PITX1 motif 10 273 DNA sequences which were randomly sampled from the embryonic hind-limbs of a mouse, at an estimated 11.5 days of development. The motif which was desired was the “GGATTA” motif, however that was only ranked 18th. On the other hand, the top motif, which was “CAGCTG”, seemed to have many variations within the top 20 ranked motifs. When researched further, this was discovered to be the “E-box” motif (a bHLH — Basic Helix-Loop-Helix transcription factor). This was confirmed by the findings in previous scientific papers proving protein-protein interactions between these two motifs (Gino Poulin et al., 2000).
Upon discovering the connection between the E-box and PITX1 motifs, an attempt was made to prove the co-occurrence of these two motifs, potentially finding a specific offset. However, when the data was analyzed to find co-occurring sequences, it was statistically insignificant as proven by the hypergeometric test. Therefore, a new model of protein-protein interactions was proposed:
In this model, the DNA strand is bent to allow the PITX1 and bHLH motifs to interact. Interestingly, this model has also been proposed by a previous scientific paper (Gino Poulin et al., 2000):
C-Jun Motif The algorithm was able to identify “GAGTCA” which is very prominent in c-jun. The sample sequence is obtained from a human embryonic stem cell.

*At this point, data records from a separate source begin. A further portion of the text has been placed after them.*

/// Network registration state reported by `+CGREG`.
#[derive(Debug, Clone, Copy, PartialEq, Eq)]
pub enum RegistrationStatus {
    NotRegistered,
    Home,
    Searching,
    Denied,
    Unknown,
    Roaming,
}

impl RegistrationStatus {
    pub fn from_code(code: u8) -> Option<Self> {
        match code {
            0 => Some(RegistrationStatus::NotRegistered),
            1 => Some(RegistrationStatus::Home),
            2 => Some(RegistrationStatus::Searching),
            3 => Some(RegistrationStatus::Denied),
            4 => Some(RegistrationStatus::Unknown),
            5 => Some(RegistrationStatus::Roaming),
            _ => None,
        }
    }

    pub fn is_registered(&self) -> bool {
        matches!(self, RegistrationStatus::Home | RegistrationStatus::Roaming)
    }
}

#[derive(Debug, Clone, Copy, PartialEq, Eq)]
pub struct SignalQuality {
    pub rssi: u8,
    pub ber: u8,
}

impl SignalQuality {
    /// Approximate RSSI in dBm, `None` when the modem reports "unknown" (99).
    pub fn dbm(&self) -> Option<i32> {
        match self.rssi {
            0..=31 => Some(-113 + 2 * self.rssi as i32),
            _ => None,
        }
    }
}

/// Parse `+CGREG: <n>,<stat>` (query answer) or `+CGREG: <stat>` (URC)
pub fn parse_cgreg(line: &str) -> Option<RegistrationStatus> {
    let parts: Vec<&str> = line.strip_prefix("+CGREG:")?.split(',').collect();

    let stat = match parts.len() {
        1 => parts[0],
        _ => parts[1],
    };
    RegistrationStatus::from_code(stat.trim().parse().ok()?)
}

/// Parse `+CGATT: <state>`
pub fn parse_cgatt(line: &str) -> Option<bool> {
    match line.strip_prefix("+CGATT:")?.trim() {
        "1" => Some(true),
        "0" => Some(false),
        _ => None,
    }
}

/// Parse `+CSQ: <rssi>,<ber>`
pub fn parse_csq(line: &str) -> Option<SignalQuality> {
    let mut parts = line.strip_prefix("+CSQ:")?.split(',');

    let rssi = parts.next()?.trim().parse().ok()?;
    let ber = parts.next()?.trim().parse().ok()?;

    Some(SignalQuality { rssi, ber })
}

/// Parse `+CMQNEW: <mqtt_id>`
pub fn parse_cmqnew(line: &str) -> Option<u8> {
    line.strip_prefix("+CMQNEW:")?.trim().parse().ok()
}

/// Parse the unsolicited `+CMQDISCON: <mqtt_id>` broker drop notice
pub fn parse_cmqdiscon(line: &str) -> Option<u8> {
    line.strip_prefix("+CMQDISCON:")?.trim().parse().ok()
}

/// Parse `+CME ERROR: <code>`
pub fn parse_cme_error(line: &str) -> Option<u16> {
    line.strip_prefix("+CME ERROR:")?.trim().parse().ok()
}

/// Parse a raw pulse signal line from the sensor board
/// Format: "S512" or a bare "512"
pub fn parse_signal(line: &str) -> Option<u16> {
    let value = line.strip_prefix('S').unwrap_or(line);
    value.trim().parse().ok()
}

RUNX3 Motif The desired motif was “ACCACA” which was ranked the highest by the algorithm, proving its accuracy. The sequences analyzed were taken from a human lymphocyte cell infected with the Epstein-Barr virus to induce the expression of RUNX3.

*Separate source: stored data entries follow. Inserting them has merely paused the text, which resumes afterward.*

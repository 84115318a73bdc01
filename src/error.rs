use thiserror::Error;

/// Failures surfaced by the uplink pipeline.
#[derive(Error, Debug)]
pub enum UplinkError {
    /// Serial / AT layer unreachable or answered with something unusable.
    #[error("transport error: {0}")]
    Transport(String),

    /// Carrier attach rejected or timed out.
    #[error("network error: {0}")]
    Network(String),

    #[error("not connected")]
    NotConnected,

    /// Broker-level rejection (bad topic, auth failure, ...).
    #[error("protocol error: {0}")]
    Protocol(String),
}

/// Failures of a single AT command exchange.
#[derive(Error, Debug)]
pub enum AtError {
    #[error("serial i/o failed: {0}")]
    Io(#[from] std::io::Error),

    #[error("timeout waiting for response to '{0}'")]
    Timeout(String),

    #[error("'{command}' rejected by modem: {detail}")]
    Rejected { command: String, detail: String },

    #[error("malformed response to '{command}': {line}")]
    Malformed { command: String, line: String },
}

impl From<AtError> for UplinkError {
    fn from(err: AtError) -> Self {
        UplinkError::Transport(err.to_string())
    }
}

#[derive(Error, Debug)]
pub enum ConfigError {
    #[error("failed to read config file: {0}")]
    Io(#[from] std::io::Error),

    #[error("failed to parse config file: {0}")]
    Parse(#[from] serde_json::Error),

    #[error("invalid config: {0}")]
    Invalid(String),
}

STAT1 Motif The STAT1 transcription factor is essential to the cell cycle. The algorithm was not confident in finding the motif and did not find the desired STAT1 motif, instead ranking “GGGCGG” as the most significant motif. This may be due to the fact that the STAT1 motif’s middle position is not certain (it can vary between the four nitrogenous bases) meaning that it would likely be better to find 4-mers for this motif.
NANOG Motif The NANOG motif is involved in embryonic stem cell proliferation (differentiation) and self-renewal, making it essential to pluripotency of the cell. This sample sequence is taken from a human embryonic cell. The highest ranked motif by the algorithm’s analysis was “CAGCAG” which is very significant in the NANOG motif, proving the algorithm’s accuracy.